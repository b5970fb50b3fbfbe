//! Per-sensor statistics over a dataset
//!
//! A sensor with no qualifying values reports [`SensorStatistics::NotApplicable`]
//! instead of zero or NaN so "no data" stays distinguishable from "zero".

use serde::Serialize;
use std::collections::BTreeMap;

use crate::app::models::{SensorKey, SensorReading};

/// Aggregates for one sensor field
#[derive(Debug, Clone, Copy, PartialEq, Serialize)]
#[serde(rename_all = "camelCase")]
pub struct SummaryStats {
    pub average: f64,
    pub minimum: f64,
    pub maximum: f64,
    /// Upper median for even counts
    pub median: f64,
    /// Last qualifying value in dataset order
    pub latest: f64,
    pub reading_count: usize,
}

impl SummaryStats {
    /// Classify a value by its position inside the observed range
    ///
    /// A degenerate range (all values equal) classifies as moderate.
    pub fn level(&self, value: f64) -> SensorLevel {
        let range = self.maximum - self.minimum;
        if range <= 0.0 || !range.is_finite() {
            return SensorLevel::Moderate;
        }

        let position = (value - self.minimum) / range;
        if position <= 0.25 {
            SensorLevel::Low
        } else if position <= 0.75 {
            SensorLevel::Moderate
        } else {
            SensorLevel::High
        }
    }
}

/// Statistics result for one sensor
#[derive(Debug, Clone, Copy, PartialEq, Serialize)]
#[serde(tag = "status", rename_all = "camelCase")]
pub enum SensorStatistics {
    Available(SummaryStats),
    NotApplicable,
}

impl SensorStatistics {
    pub fn available(&self) -> Option<&SummaryStats> {
        match self {
            SensorStatistics::Available(stats) => Some(stats),
            SensorStatistics::NotApplicable => None,
        }
    }

    pub fn is_applicable(&self) -> bool {
        matches!(self, SensorStatistics::Available(_))
    }
}

/// Position of a value inside a sensor's observed range
#[derive(Debug, Clone, Copy, PartialEq, Eq, Serialize)]
#[serde(rename_all = "UPPERCASE")]
pub enum SensorLevel {
    Low,
    Moderate,
    High,
}

impl std::fmt::Display for SensorLevel {
    fn fmt(&self, f: &mut std::fmt::Formatter<'_>) -> std::fmt::Result {
        let name = match self {
            SensorLevel::Low => "LOW",
            SensorLevel::Moderate => "MODERATE",
            SensorLevel::High => "HIGH",
        };
        f.write_str(name)
    }
}

/// Statistics for every sensor field of a dataset
#[derive(Debug, Clone, PartialEq, Serialize)]
pub struct DatasetStatistics {
    sensors: BTreeMap<SensorKey, SensorStatistics>,
}

impl DatasetStatistics {
    /// Compute statistics for every sensor key
    pub fn compute(readings: &[SensorReading]) -> Self {
        let sensors = SensorKey::ALL
            .into_iter()
            .map(|key| (key, compute_sensor(readings, key)))
            .collect();
        Self { sensors }
    }

    pub fn get(&self, key: SensorKey) -> SensorStatistics {
        self.sensors
            .get(&key)
            .copied()
            .unwrap_or(SensorStatistics::NotApplicable)
    }

    /// Iterate in [`SensorKey`] order
    pub fn iter(&self) -> impl Iterator<Item = (SensorKey, SensorStatistics)> + '_ {
        self.sensors.iter().map(|(key, stats)| (*key, *stats))
    }
}

/// Compute statistics for one sensor over finite values
pub fn compute_sensor(readings: &[SensorReading], key: SensorKey) -> SensorStatistics {
    let values: Vec<f64> = readings
        .iter()
        .map(|reading| reading.value(key))
        .filter(|value| value.is_finite())
        .collect();

    let Some(&latest) = values.last() else {
        return SensorStatistics::NotApplicable;
    };

    let mut sorted = values.clone();
    sorted.sort_by(f64::total_cmp);

    let sum: f64 = values.iter().sum();
    SensorStatistics::Available(SummaryStats {
        average: sum / values.len() as f64,
        minimum: sorted[0],
        maximum: sorted[sorted.len() - 1],
        median: sorted[sorted.len() / 2],
        latest,
        reading_count: values.len(),
    })
}

// =============================================================================
// Wind Rose
// =============================================================================

/// Eight 45° compass sectors
#[derive(Debug, Clone, Copy, PartialEq, Eq, Hash, Serialize)]
pub enum CompassSector {
    N,
    NE,
    E,
    SE,
    S,
    SW,
    W,
    NW,
}

impl CompassSector {
    pub const ALL: [CompassSector; 8] = [
        CompassSector::N,
        CompassSector::NE,
        CompassSector::E,
        CompassSector::SE,
        CompassSector::S,
        CompassSector::SW,
        CompassSector::W,
        CompassSector::NW,
    ];

    /// Sector containing a direction in degrees
    ///
    /// North covers `[337.5, 360)` and `[0, 22.5)`; values outside 0..360 are
    /// taken as-is, so anything below 22.5 or at/above 337.5 is north.
    pub fn from_degrees(direction: f64) -> Self {
        if !(22.5..337.5).contains(&direction) {
            return CompassSector::N;
        }
        let index = ((direction - 22.5) / 45.0).floor() as usize + 1;
        CompassSector::ALL[index.min(7)]
    }

    /// Inclusive lower and exclusive upper bound in degrees
    pub fn range(self) -> (f64, f64) {
        match self {
            CompassSector::N => (337.5, 22.5),
            other => {
                let start = 22.5 + 45.0 * (other as usize - 1) as f64;
                (start, start + 45.0)
            }
        }
    }
}

impl std::fmt::Display for CompassSector {
    fn fmt(&self, f: &mut std::fmt::Formatter<'_>) -> std::fmt::Result {
        write!(f, "{:?}", self)
    }
}

/// One wind rose sector
#[derive(Debug, Clone, Copy, PartialEq, Serialize)]
pub struct WindRoseBin {
    pub sector: CompassSector,
    pub count: usize,
    /// Share of all direction readings, 0 when there are none
    pub percentage: f64,
}

/// Bin wind direction readings into the eight compass sectors
pub fn wind_rose(readings: &[SensorReading]) -> Vec<WindRoseBin> {
    let mut counts = [0usize; 8];
    let mut total = 0usize;

    for reading in readings {
        let direction = reading.wind_direction;
        if !direction.is_finite() {
            continue;
        }
        counts[CompassSector::from_degrees(direction) as usize] += 1;
        total += 1;
    }

    CompassSector::ALL
        .into_iter()
        .zip(counts)
        .map(|(sector, count)| WindRoseBin {
            sector,
            count,
            percentage: if total == 0 {
                0.0
            } else {
                count as f64 / total as f64 * 100.0
            },
        })
        .collect()
}

#[cfg(test)]
mod tests {
    use super::*;
    use crate::constants::SENSOR_COUNT;
    use chrono::NaiveDate;

    fn readings_with(key: SensorKey, values: &[f64]) -> Vec<SensorReading> {
        let timestamp = NaiveDate::from_ymd_opt(2024, 7, 29)
            .unwrap()
            .and_hms_opt(0, 0, 0)
            .unwrap();
        values
            .iter()
            .map(|v| {
                let mut row = [0.0; SENSOR_COUNT];
                row[key.index()] = *v;
                SensorReading::from_values(timestamp, "%H:%M:%S", row)
            })
            .collect()
    }

    #[test]
    fn test_basic_aggregates() {
        let readings = readings_with(SensorKey::Temperature, &[18.0, 22.0, 20.0, 16.0]);
        let stats = compute_sensor(&readings, SensorKey::Temperature);
        let stats = stats.available().unwrap();

        assert_eq!(stats.average, 19.0);
        assert_eq!(stats.minimum, 16.0);
        assert_eq!(stats.maximum, 22.0);
        assert_eq!(stats.median, 20.0);
        assert_eq!(stats.latest, 16.0);
        assert_eq!(stats.reading_count, 4);
    }

    #[test]
    fn test_empty_dataset_is_not_applicable() {
        let stats = DatasetStatistics::compute(&[]);
        for (_, sensor) in stats.iter() {
            assert_eq!(sensor, SensorStatistics::NotApplicable);
        }
    }

    #[test]
    fn test_zero_values_are_counted() {
        // Zero is a value, not a missing reading
        let readings = readings_with(SensorKey::WindSpeed, &[3.0, 1.0]);
        let stats = DatasetStatistics::compute(&readings);
        let rain = stats.get(SensorKey::Rainfall);

        assert_eq!(rain.available().unwrap().maximum, 0.0);
        assert_eq!(rain.available().unwrap().reading_count, 2);
    }

    #[test]
    fn test_non_finite_values_are_ignored() {
        let mut readings = readings_with(SensorKey::Humidity, &[50.0, 60.0]);
        readings[1].humidity = f64::NAN;
        let stats = compute_sensor(&readings, SensorKey::Humidity);

        assert_eq!(stats.available().unwrap().reading_count, 1);
        assert_eq!(stats.available().unwrap().latest, 50.0);
    }

    #[test]
    fn test_level_classification() {
        let readings = readings_with(SensorKey::Pressure, &[1000.0, 1040.0]);
        let stats = compute_sensor(&readings, SensorKey::Pressure);
        let stats = stats.available().unwrap();

        assert_eq!(stats.level(1010.0), SensorLevel::Low);
        assert_eq!(stats.level(1020.0), SensorLevel::Moderate);
        assert_eq!(stats.level(1030.0), SensorLevel::Moderate);
        assert_eq!(stats.level(1031.0), SensorLevel::High);
    }

    #[test]
    fn test_level_with_flat_range() {
        let readings = readings_with(SensorKey::Battery, &[12.6, 12.6]);
        let stats = compute_sensor(&readings, SensorKey::Battery);
        assert_eq!(
            stats.available().unwrap().level(12.6),
            SensorLevel::Moderate
        );
    }

    #[test]
    fn test_compass_sectors() {
        assert_eq!(CompassSector::from_degrees(0.0), CompassSector::N);
        assert_eq!(CompassSector::from_degrees(22.4), CompassSector::N);
        assert_eq!(CompassSector::from_degrees(22.5), CompassSector::NE);
        assert_eq!(CompassSector::from_degrees(90.0), CompassSector::E);
        assert_eq!(CompassSector::from_degrees(180.0), CompassSector::S);
        assert_eq!(CompassSector::from_degrees(337.4), CompassSector::NW);
        assert_eq!(CompassSector::from_degrees(337.5), CompassSector::N);
        assert_eq!(CompassSector::from_degrees(360.0), CompassSector::N);
        assert_eq!(CompassSector::W.range(), (247.5, 292.5));
    }

    #[test]
    fn test_wind_rose_distribution() {
        let readings = readings_with(SensorKey::WindDirection, &[10.0, 350.0, 95.0, 200.0]);
        let rose = wind_rose(&readings);

        assert_eq!(rose.len(), 8);
        assert_eq!(rose[0].sector, CompassSector::N);
        assert_eq!(rose[0].count, 2);
        assert_eq!(rose[0].percentage, 50.0);
        assert_eq!(rose[2].count, 1);
        assert_eq!(rose[4].count, 1);
        assert_eq!(rose.iter().map(|b| b.count).sum::<usize>(), 4);
    }

    #[test]
    fn test_wind_rose_empty() {
        let rose = wind_rose(&[]);
        assert!(rose.iter().all(|b| b.count == 0 && b.percentage == 0.0));
    }
}
impl DashboardSession {
    /// Open a session backed by JSON files in the configured data directory
    ///
    /// A backend URL that cannot be turned into a client is logged and the
    /// session runs local-only.
    pub fn open(config: &Config) -> Result<Self> {
        let store: Arc<dyn KeyValueStore> = Arc::new(JsonFileStore::new(&config.storage.data_dir));
        let backend = match BackendClient::from_config(config) {
            Ok(client) => Some(client),
            Err(e) => {
                warn!("Backend disabled: {}", e);
                None
            }
        };
        Self::new(config, store, backend)
    }

    /// Create a session over an explicit store and backend
    pub fn new(
        config: &Config,
        store: Arc<dyn KeyValueStore>,
        backend: Option<BackendClient>,
    ) -> Result<Self> {
        let library = LibraryIndex::load(store.clone(), Utc::now())?;
        let units = UnitSettings::load(store)?;

        Ok(Self {
            window: DataWindow::from_config(config),
            library: Mutex::new(library),
            units: RwLock::new(units),
            backend,
            health_check_interval: config.backend.health_check_interval(),
            parser: TextFileParser::from_config(config),
            max_files_per_batch: config.processing.max_files_per_batch.max(1),
            is_processing: AtomicBool::new(false),
        })
    }

    pub fn window(&self) -> &DataWindow {
        &self.window
    }

    pub fn backend(&self) -> Option<&BackendClient> {
        self.backend.as_ref()
    }

    /// Start re-probing backend health on the configured interval
    ///
    /// Returns `None` when the session runs without a backend. Dropping the
    /// receiver stops the probe after its next tick.
    pub fn watch_backend(&self) -> Option<(watch::Receiver<BackendStatus>, JoinHandle<()>)> {
        let client = self.backend.clone()?;
        debug!(
            "Probing backend health every {}s",
            self.health_check_interval.as_secs()
        );
        Some(spawn_health_probe(client, self.health_check_interval))
    }

    /// Whether a batch is currently running
    pub fn is_processing(&self) -> bool {
        self.is_processing.load(Ordering::Acquire)
    }

    /// Process a batch of files; see [`Self::process_files_with_progress`]
    pub async fn process_files(&self, inputs: Vec<FileInput>) -> Result<BatchReport> {
        self.process_files_with_progress(inputs, |_| {}).await
    }

    /// Process a batch of files sequentially, reporting each outcome
    ///
    /// Inputs beyond the per-batch limit are dropped with a warning. The
    /// live dataset and the library are only touched when at least one
    /// file succeeded.
    pub async fn process_files_with_progress<F>(
        &self,
        mut inputs: Vec<FileInput>,
        mut on_file: F,
    ) -> Result<BatchReport>
    where
        F: FnMut(&FileOutcome),
    {
        if self
            .is_processing
            .compare_exchange(false, true, Ordering::AcqRel, Ordering::Acquire)
            .is_err()
        {
            return Err(Error::BatchInProgress);
        }
        let _guard = ProcessingGuard(&self.is_processing);

        if inputs.len() > self.max_files_per_batch {
            warn!(
                "Batch of {} files exceeds the limit of {}, ignoring the rest",
                inputs.len(),
                self.max_files_per_batch
            );
            inputs.truncate(self.max_files_per_batch);
        }

        info!("Processing batch of {} files", inputs.len());
        let mut outcomes = Vec::with_capacity(inputs.len());
        let mut results = Vec::new();

        for input in inputs {
            let file_name = input.name();
            let outcome = match self.process_one(input).await {
                Ok(result) => {
                    let outcome = FileOutcome::Processed {
                        file_name: file_name.clone(),
                        format: result.format,
                        records: result.readings.len(),
                        stats: result.stats.clone(),
                    };
                    results.push(result);
                    outcome
                }
                Err(e) => {
                    error!("Failed to process {}: {}", file_name, e);
                    FileOutcome::Failed {
                        file_name,
                        error: e.to_string(),
                    }
                }
            };
            on_file(&outcome);
            outcomes.push(outcome);
        }

        if results.is_empty() {
            return Ok(BatchReport::new(outcomes, 0, None));
        }

        let unified = UnifiedDataset::from_results(results);
        let entry = unified.to_library_entry(Utc::now());
        let total_records = unified.readings.len();
        self.window.initialize(unified.readings);
        let entry_id = self.library.lock().add(entry)?;

        let report = BatchReport::new(outcomes, total_records, Some(entry_id));
        info!("{}", report.message);
        Ok(report)
    }

    async fn process_one(&self, input: FileInput) -> Result<ParseResult> {
        let file_name = input.name();
        let extension = input.extension().unwrap_or_default();
        if !ACCEPTED_EXTENSIONS.contains(&extension.as_str()) {
            return Err(Error::unsupported_file(file_name));
        }

        let bytes = input.read().await?;
        let (parse_name, content) = if extension == BINARY_EXTENSION {
            let backend = self.backend.as_ref().ok_or_else(|| {
                Error::configuration(format!(
                    "No backend configured to convert binary file '{}'",
                    file_name
                ))
            })?;
            debug!("Converting {} through the backend", file_name);
            let text = backend.convert_binary_to_text(&file_name, bytes).await?;
            let stem = Path::new(&file_name)
                .file_stem()
                .map(|s| s.to_string_lossy().into_owned())
                .unwrap_or_else(|| file_name.clone());
            (format!("{}.txt", stem), text)
        } else {
            (file_name, String::from_utf8_lossy(&bytes).into_owned())
        };

        let result = self.parser.parse_content(&content, &parse_name);
        if !result.has_data() {
            return Err(Error::no_valid_data(parse_name));
        }
        Ok(result)
    }

    // =========================================================================
    // Library
    // =========================================================================

    /// Snapshot of all library entries
    pub fn library_entries(&self) -> Vec<LibraryEntry> {
        self.library.lock().entries().to_vec()
    }

    /// Run a closure with mutable access to the library index
    pub fn with_library<R>(&self, f: impl FnOnce(&mut LibraryIndex) -> R) -> R {
        f(&mut self.library.lock())
    }

    /// Replace the live dataset with a library entry's records
    ///
    /// Entries without a stored payload are loaded from the backend's current
    /// data. Returns the number of records loaded.
    pub async fn load_library_entry(&self, id: &str) -> Result<usize> {
        let entry = self
            .library
            .lock()
            .get(id)
            .cloned()
            .ok_or_else(|| Error::library_entry_not_found(id))?;

        let readings = match entry.data {
            Some(data) if !data.is_empty() => data,
            _ => {
                let backend = self.backend.as_ref().ok_or_else(|| {
                    Error::configuration(format!(
                        "Library entry '{}' has no stored data and no backend is configured",
                        entry.name
                    ))
                })?;
                info!("Loading {} from backend", entry.name);
                backend.fetch_current_data().await?
            }
        };

        let count = readings.len();
        self.window.initialize(readings);
        info!("Loaded {} records from library entry {}", count, entry.name);
        Ok(count)
    }

    /// Merge the backend's file list into the library
    ///
    /// An unavailable backend leaves the library local-only; returns the
    /// number of backend files seen.
    pub async fn refresh_library_from_backend(&self) -> Result<usize> {
        let Some(backend) = self.backend.as_ref() else {
            debug!("No backend configured, library stays local");
            return Ok(0);
        };

        let files = match backend.list_files().await {
            Ok(files) => files,
            Err(e) => {
                warn!("Backend unavailable, using local library only: {}", e);
                return Ok(0);
            }
        };

        self.library.lock().merge_backend_files(&files, Utc::now())?;
        info!("Merged {} backend files into library", files.len());
        Ok(files.len())
    }

    // =========================================================================
    // Units, Statistics, Export
    // =========================================================================

    pub fn units(&self) -> SensorUnitConfig {
        self.units.read().units().clone()
    }

    pub fn set_unit(&self, key: SensorKey, unit: &str) -> Result<()> {
        self.units.write().set_unit(key, unit)
    }

    pub fn reset_units(&self) -> Result<()> {
        self.units.write().reset_to_defaults()
    }

    /// Statistics over the full live dataset
    pub fn statistics(&self) -> DatasetStatistics {
        self.window.with_dataset(DatasetStatistics::compute)
    }

    pub fn wind_rose(&self) -> Vec<WindRoseBin> {
        self.window.with_dataset(wind_rose)
    }

    /// Report rows with the current units
    pub fn report(&self) -> Vec<ReportRow> {
        export::report_rows(&self.statistics(), self.units.read().units())
    }

    /// Export the filtered set in display order
    pub fn export<W: std::io::Write>(&self, writer: W, format: ExportFormat) -> Result<usize> {
        let readings = self.window.filtered();
        export::write_dataset(writer, &readings, format)?;
        Ok(readings.len())
    }
}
====
Required work
Taking the lines above, repeat exactly those from the line that contains "if range <= 0.0" through the line that contains "else if position", and both of those lines as well. Include nothing else.

Answer section
        if range <= 0.0 || !range.is_finite() {
            return SensorLevel::Moderate;
        }

        let position = (value - self.minimum) / range;
        if position <= 0.25 {
            SensorLevel::Low
        } else if position <= 0.75 {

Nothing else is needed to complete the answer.